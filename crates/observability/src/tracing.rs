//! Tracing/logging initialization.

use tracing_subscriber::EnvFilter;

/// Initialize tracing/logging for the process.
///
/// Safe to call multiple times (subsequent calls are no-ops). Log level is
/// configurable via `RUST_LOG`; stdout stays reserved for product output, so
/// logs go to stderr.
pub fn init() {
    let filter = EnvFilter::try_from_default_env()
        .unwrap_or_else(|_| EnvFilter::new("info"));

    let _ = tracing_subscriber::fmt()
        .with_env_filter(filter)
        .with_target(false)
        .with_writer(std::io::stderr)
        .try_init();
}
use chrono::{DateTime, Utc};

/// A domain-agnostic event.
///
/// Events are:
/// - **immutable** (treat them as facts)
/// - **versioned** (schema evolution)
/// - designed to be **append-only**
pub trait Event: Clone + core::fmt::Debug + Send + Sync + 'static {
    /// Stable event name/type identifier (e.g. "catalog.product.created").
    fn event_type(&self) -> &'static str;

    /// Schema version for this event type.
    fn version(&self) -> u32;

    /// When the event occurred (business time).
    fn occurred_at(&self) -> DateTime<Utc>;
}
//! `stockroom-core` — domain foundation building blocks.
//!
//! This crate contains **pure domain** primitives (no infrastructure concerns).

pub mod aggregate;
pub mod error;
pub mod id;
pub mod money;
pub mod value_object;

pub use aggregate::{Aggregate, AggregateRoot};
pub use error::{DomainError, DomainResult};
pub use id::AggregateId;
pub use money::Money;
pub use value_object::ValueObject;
* * *
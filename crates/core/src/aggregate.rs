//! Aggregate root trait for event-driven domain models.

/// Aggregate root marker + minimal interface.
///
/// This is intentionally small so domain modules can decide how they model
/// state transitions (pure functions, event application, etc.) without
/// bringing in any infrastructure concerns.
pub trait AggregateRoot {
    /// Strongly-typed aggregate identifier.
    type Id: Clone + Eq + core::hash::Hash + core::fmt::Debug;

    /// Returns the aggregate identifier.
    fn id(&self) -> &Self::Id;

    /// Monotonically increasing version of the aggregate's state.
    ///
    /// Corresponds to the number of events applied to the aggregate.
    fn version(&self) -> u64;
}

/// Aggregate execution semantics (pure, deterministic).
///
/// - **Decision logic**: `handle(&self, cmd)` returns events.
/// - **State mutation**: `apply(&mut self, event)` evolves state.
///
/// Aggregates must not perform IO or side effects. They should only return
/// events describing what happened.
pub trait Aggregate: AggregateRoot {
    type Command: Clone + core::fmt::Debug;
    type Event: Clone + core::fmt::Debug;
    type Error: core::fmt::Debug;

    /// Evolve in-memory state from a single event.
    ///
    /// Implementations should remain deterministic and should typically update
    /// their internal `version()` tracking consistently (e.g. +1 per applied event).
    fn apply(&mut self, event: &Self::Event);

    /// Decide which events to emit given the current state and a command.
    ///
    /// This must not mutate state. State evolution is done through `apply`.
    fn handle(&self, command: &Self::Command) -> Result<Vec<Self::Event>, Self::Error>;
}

**TASK STATEMENT:**
In the entries above, the lines from the one bearing "(no infrastructure concerns)." up to and including the one bearing "pub use value_object::ValueObject;" should be transcribed exactly; no other line is wanted.

**RESULT OF THIS TASK:**
//! This crate contains **pure domain** primitives (no infrastructure concerns).

pub mod aggregate;
pub mod error;
pub mod id;
pub mod money;
pub mod value_object;

pub use aggregate::{Aggregate, AggregateRoot};
pub use error::{DomainError, DomainResult};
pub use id::AggregateId;
pub use money::Money;
pub use value_object::ValueObject;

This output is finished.